The station's former restaurant has been transformed into a nursery and the children, very numerous, run with the ball in their feet or pencil in their hand between the bags and luggage piled up here and there.

On this side of the border, the Russian invasion also took everyone by surprise, recognizes Helmeczi László, independent mayor of Zahony: “We were far from imagining that our city was going to experience such a situation.

But we didn't have time to panic as there were so many things to do.

The inhabitants are all volunteers and cooperate.

At the entrance to the cultural center located a few minutes from the station, freight elevators move pallets filled with diapers or water bottles.

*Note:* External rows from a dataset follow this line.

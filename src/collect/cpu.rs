use std::path::Path;

use crate::fsutil::FileReadError;
use crate::source::FactSource;

pub const CPUINFO_PATH: &str = "/proc/cpuinfo";

/// Logical CPU count and model as reported by `/proc/cpuinfo`.
#[derive(Debug, Clone, PartialEq, Eq, Default, serde::Serialize)]
pub struct CpuInfo {
    pub count: usize,
    pub model: String,
}

pub fn collect(source: &dyn FactSource) -> Result<CpuInfo, FileReadError> {
    let text = source.read_file(Path::new(CPUINFO_PATH))?;
    Ok(parse(&text))
}

/// Counts `processor` lines and takes the first `model name` value.
pub fn parse(text: &str) -> CpuInfo {
    let mut info = CpuInfo::default();
    for line in text.lines() {
        if line.starts_with("processor") {
            info.count += 1;
        }
        match line.split_once(':') {
            Some((key, model)) if info.model.is_empty() && key.starts_with("model name") => {
                info.model = model.trim().to_owned();
            }
            _ => {}
        }
    }
    info
}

Donations pour in from all over the country and some Hungarians do not hesitate to travel hundreds of kilometers to drop off sandwiches or medicines.

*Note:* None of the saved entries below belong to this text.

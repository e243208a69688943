use std::io;
use std::path::{Component, Path, PathBuf};

/// Maps an absolute file path to its display path inside the workspace.
///
/// The result starts with the workspace root's own folder name and always uses
/// `/` separators, e.g. `/home/me/proj/src/a.ts` under `/home/me/proj` becomes
/// `proj/src/a.ts`. Without a root, for a path outside of it, or for one that
/// climbs back out through `..`, only the file's base name is returned.
pub fn relative_path(root: Option<&Path>, path: &Path) -> String {
    let Some(root) = root else {
        return base_name(path);
    };

    let Ok(rel) = path.strip_prefix(root) else {
        return base_name(path);
    };
    if rel.components().any(|c| c == Component::ParentDir) {
        return base_name(path);
    }

    let mut segments: Vec<String> = Vec::new();
    if let Some(root_name) = root.file_name() {
        segments.push(root_name.to_string_lossy().into_owned());
    }
    segments.extend(rel.components().filter_map(|c| match c {
        Component::Normal(s) => Some(s.to_string_lossy().into_owned()),
        _ => None,
    }));

    if segments.is_empty() {
        base_name(path)
    } else {
        segments.join("/")
    }
}

/// Resolves `.`, `..` and symlinks so paths compare and display consistently.
pub fn normalize_path(path: &Path) -> io::Result<PathBuf> {
    std::fs::canonicalize(path)
}

/// Like [`normalize_path`], but for a file that may not exist yet: its parent
/// directory is resolved instead. Falls back to the path unchanged.
pub fn normalize_output_path(path: &Path) -> PathBuf {
    if let Ok(resolved) = normalize_path(path) {
        return resolved;
    }
    match (path.parent(), path.file_name()) {
        (Some(parent), Some(name)) => normalize_path(parent)
            .map(|dir| dir.join(name))
            .unwrap_or_else(|_| path.to_path_buf()),
        _ => path.to_path_buf(),
    }
}

fn base_name(path: &Path) -> String {
    path.file_name()
        .map(|n| n.to_string_lossy().into_owned())
        .unwrap_or_else(|| path.to_string_lossy().into_owned())
}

In this arboreal region, apple growers donated hundreds of crates to refugees.

The vocational college, where a few apprentices have lived up to now, has become a lodging center for families who need to rest.

“The majority of refugees have ties to relatives in Germany or the Czech Republic.

But for those who have no place to stay, we offer them to stay a few nights, ”continues the mayor who came to lend a hand at the station.

“Permanent anxiety”

War can also be read on faces.

That of Surmi and her friends, all medical students in Kharkiv, testify to the fatigue accumulated over the last six days to reach Hungary.

A grueling journey that has not erased the memory of the fighting that targeted the town where these young Indian women lived: “We took refuge in an anti-bombing shelter when it started, it was terrifying.

An Indian, also a student, was even killed a few days ago in Kharkiv”, says Surmi while waiting for the train which must then take them to Budapest.

Galyna, 32, arrived in Zahony the same day as her, with her two children, nephew and sister-in-law.

On her mobile phone, this resident of Ternopil scrolls through images of the bombings that have disfigured several cities in Ukraine.

“Before we left, the sirens sounded all the time.

We lived in constant anxiety, ”she says.

If this mother today says she is relieved for her children, the concern persists for her relatives back home: “My brother is in the army.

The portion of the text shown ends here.